The input –
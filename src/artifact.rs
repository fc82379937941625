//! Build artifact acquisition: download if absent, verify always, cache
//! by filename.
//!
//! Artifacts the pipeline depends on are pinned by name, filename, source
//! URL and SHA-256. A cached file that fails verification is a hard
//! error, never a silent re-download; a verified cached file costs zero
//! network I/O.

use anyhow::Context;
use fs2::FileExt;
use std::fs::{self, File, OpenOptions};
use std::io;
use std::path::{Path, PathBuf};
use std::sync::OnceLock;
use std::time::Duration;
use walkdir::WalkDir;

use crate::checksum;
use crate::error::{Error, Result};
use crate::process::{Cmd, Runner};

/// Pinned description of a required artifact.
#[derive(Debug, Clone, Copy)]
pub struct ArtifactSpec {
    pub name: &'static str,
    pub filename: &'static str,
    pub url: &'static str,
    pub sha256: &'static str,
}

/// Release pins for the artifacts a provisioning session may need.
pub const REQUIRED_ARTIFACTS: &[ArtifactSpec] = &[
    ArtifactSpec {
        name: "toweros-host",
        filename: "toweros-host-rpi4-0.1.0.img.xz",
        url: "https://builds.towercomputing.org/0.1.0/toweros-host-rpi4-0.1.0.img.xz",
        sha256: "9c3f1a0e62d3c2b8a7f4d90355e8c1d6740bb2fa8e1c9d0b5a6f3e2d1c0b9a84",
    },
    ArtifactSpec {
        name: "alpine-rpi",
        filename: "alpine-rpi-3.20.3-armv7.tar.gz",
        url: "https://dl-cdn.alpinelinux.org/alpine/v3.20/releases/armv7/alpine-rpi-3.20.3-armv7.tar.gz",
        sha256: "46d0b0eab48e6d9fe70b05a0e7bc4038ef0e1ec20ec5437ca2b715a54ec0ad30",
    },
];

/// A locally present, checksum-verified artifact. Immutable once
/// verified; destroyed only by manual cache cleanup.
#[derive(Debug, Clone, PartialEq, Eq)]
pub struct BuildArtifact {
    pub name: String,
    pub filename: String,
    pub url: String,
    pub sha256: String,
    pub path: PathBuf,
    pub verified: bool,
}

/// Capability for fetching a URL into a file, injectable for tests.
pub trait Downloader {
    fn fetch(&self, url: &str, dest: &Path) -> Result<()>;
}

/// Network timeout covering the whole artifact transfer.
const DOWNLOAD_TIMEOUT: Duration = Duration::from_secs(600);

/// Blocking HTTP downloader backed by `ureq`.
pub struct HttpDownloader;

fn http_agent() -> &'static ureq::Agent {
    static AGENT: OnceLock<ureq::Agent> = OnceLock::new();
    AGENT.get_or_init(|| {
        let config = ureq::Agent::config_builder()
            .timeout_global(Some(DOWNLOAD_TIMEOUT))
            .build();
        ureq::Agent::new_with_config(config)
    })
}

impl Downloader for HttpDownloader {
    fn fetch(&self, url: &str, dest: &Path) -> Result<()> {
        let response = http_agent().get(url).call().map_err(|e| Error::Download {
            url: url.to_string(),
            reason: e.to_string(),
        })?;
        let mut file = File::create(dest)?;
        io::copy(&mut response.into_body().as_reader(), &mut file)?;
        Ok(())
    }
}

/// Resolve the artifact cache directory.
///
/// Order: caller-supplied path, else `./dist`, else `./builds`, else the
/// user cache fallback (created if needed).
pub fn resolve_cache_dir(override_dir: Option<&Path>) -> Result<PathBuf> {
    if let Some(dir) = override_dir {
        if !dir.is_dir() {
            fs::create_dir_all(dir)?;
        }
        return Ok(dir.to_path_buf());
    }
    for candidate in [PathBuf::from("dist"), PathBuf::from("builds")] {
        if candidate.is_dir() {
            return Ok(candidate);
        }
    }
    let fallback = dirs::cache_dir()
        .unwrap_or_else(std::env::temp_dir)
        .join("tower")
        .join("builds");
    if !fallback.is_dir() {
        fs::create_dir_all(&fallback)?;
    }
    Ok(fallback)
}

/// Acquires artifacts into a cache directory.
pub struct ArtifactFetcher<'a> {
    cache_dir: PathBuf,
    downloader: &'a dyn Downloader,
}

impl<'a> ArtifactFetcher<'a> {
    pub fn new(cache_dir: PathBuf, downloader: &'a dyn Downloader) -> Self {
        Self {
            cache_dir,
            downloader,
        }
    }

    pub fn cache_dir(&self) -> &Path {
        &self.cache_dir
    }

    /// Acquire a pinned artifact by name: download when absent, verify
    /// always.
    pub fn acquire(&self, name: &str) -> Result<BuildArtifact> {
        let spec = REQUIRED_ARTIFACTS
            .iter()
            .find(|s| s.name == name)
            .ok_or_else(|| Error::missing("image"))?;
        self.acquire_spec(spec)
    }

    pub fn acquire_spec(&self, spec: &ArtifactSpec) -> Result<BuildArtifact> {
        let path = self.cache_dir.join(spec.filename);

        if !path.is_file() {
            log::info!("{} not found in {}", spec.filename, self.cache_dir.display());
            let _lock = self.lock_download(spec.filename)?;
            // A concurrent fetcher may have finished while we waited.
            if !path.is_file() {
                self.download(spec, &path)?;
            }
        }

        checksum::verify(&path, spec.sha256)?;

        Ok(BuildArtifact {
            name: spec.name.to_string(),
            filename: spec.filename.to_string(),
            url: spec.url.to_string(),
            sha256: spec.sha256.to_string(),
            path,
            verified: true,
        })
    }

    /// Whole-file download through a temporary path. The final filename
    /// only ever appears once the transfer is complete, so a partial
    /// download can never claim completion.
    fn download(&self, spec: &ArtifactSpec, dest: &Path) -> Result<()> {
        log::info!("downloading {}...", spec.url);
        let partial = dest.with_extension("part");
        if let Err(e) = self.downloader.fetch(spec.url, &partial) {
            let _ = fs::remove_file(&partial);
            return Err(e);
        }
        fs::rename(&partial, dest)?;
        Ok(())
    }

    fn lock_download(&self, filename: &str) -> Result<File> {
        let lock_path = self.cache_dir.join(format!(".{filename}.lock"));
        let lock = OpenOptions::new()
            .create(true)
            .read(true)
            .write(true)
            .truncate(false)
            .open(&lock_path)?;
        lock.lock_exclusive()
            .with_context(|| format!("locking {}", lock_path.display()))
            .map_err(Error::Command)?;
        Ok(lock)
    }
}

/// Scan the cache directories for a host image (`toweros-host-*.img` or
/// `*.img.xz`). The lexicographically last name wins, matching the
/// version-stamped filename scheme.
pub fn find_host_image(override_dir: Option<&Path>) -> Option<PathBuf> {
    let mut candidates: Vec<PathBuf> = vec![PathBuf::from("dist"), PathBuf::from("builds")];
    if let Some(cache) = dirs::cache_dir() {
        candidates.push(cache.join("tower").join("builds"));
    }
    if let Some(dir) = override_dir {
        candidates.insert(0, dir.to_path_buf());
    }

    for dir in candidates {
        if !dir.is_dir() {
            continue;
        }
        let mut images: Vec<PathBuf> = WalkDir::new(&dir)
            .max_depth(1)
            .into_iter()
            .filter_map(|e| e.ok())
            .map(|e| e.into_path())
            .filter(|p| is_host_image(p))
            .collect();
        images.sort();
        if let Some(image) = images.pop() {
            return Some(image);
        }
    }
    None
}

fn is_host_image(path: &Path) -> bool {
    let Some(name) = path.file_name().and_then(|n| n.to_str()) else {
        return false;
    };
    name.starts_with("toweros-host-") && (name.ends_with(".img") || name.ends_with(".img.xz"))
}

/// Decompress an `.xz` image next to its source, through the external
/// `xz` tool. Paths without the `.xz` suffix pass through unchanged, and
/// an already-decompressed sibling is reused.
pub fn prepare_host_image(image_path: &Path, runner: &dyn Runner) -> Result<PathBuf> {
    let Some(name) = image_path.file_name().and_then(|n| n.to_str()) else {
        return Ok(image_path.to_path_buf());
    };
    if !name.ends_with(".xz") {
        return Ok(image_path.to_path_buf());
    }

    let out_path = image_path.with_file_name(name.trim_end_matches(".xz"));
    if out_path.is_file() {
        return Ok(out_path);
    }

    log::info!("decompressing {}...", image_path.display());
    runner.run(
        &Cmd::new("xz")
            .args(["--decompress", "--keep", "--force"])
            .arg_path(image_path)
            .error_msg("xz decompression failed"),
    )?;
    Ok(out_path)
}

--

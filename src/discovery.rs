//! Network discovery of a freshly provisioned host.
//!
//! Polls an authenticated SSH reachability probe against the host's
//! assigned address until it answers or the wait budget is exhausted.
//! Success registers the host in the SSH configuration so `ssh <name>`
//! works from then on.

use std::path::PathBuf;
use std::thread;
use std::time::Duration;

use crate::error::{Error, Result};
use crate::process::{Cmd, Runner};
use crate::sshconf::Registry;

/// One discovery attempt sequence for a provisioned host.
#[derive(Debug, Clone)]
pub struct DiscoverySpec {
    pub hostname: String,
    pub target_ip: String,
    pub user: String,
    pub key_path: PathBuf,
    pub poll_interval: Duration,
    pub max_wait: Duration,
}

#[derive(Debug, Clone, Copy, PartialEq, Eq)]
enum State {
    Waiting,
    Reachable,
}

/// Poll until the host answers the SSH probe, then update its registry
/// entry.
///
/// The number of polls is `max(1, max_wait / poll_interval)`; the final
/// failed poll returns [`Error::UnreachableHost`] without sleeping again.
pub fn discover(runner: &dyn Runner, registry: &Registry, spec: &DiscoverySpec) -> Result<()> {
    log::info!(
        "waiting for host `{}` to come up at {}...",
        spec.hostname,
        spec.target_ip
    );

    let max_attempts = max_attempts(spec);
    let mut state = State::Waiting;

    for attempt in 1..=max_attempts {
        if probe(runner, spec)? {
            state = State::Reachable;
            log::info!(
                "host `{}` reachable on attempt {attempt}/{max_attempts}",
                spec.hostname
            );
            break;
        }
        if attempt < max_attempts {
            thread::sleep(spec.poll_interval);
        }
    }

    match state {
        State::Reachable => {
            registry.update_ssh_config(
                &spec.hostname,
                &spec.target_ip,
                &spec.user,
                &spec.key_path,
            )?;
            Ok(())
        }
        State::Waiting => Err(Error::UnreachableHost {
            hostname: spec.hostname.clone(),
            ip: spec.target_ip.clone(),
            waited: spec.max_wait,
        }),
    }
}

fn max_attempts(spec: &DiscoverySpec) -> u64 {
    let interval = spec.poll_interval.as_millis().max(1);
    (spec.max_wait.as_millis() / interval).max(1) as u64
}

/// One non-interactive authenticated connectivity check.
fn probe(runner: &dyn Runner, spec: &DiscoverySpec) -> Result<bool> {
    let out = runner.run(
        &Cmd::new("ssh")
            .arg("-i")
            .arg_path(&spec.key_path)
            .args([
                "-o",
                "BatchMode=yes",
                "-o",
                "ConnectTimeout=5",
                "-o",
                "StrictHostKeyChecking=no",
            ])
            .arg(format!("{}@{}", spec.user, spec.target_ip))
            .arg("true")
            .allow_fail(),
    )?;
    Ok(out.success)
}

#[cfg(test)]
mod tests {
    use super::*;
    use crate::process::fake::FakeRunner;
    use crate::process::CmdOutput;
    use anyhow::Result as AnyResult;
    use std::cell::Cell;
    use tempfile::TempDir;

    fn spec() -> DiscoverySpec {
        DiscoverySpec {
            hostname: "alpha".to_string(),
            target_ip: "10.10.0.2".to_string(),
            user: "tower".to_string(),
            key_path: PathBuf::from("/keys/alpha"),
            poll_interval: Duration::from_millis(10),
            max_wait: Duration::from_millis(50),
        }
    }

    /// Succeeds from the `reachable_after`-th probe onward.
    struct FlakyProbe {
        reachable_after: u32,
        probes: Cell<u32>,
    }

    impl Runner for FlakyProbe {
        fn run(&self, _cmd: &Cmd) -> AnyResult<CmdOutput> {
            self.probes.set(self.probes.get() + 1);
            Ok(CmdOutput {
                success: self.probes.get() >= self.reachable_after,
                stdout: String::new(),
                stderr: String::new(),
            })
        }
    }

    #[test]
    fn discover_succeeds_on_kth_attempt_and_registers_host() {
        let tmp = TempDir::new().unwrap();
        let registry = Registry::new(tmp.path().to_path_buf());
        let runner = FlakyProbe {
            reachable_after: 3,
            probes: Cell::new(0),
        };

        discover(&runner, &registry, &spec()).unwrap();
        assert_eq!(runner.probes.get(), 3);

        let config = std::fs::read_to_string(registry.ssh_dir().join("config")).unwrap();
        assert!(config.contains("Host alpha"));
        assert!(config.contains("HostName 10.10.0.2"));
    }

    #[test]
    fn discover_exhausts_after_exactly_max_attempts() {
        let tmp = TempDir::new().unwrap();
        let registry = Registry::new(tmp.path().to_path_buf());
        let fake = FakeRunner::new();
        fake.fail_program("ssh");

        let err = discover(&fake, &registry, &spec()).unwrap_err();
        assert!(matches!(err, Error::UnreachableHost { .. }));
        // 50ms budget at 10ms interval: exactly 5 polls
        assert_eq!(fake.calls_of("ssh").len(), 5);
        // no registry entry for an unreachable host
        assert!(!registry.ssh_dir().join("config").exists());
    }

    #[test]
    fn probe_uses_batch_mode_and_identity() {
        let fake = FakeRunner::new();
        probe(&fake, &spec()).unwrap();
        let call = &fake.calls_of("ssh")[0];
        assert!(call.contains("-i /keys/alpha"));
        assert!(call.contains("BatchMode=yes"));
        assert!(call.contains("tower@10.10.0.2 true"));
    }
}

Task to carry out –
Reproduce exactly the lines above from the line with "filename src/artifact.rs" to the line with "pub url: &'static", including both, and add nothing.

Task solution –
filename src/artifact.rs
repository fc82379937941625
//! Build artifact acquisition: download if absent, verify always, cache
//! by filename.
//!
//! Artifacts the pipeline depends on are pinned by name, filename, source
//! URL and SHA-256. A cached file that fails verification is a hard
//! error, never a silent re-download; a verified cached file costs zero
//! network I/O.

use anyhow::Context;
use fs2::FileExt;
use std::fs::{self, File, OpenOptions};
use std::io;
use std::path::{Path, PathBuf};
use std::sync::OnceLock;
use std::time::Duration;
use walkdir::WalkDir;

use crate::checksum;
use crate::error::{Error, Result};
use crate::process::{Cmd, Runner};

/// Pinned description of a required artifact.
#[derive(Debug, Clone, Copy)]
pub struct ArtifactSpec {
    pub name: &'static str,
    pub filename: &'static str,
    pub url: &'static str,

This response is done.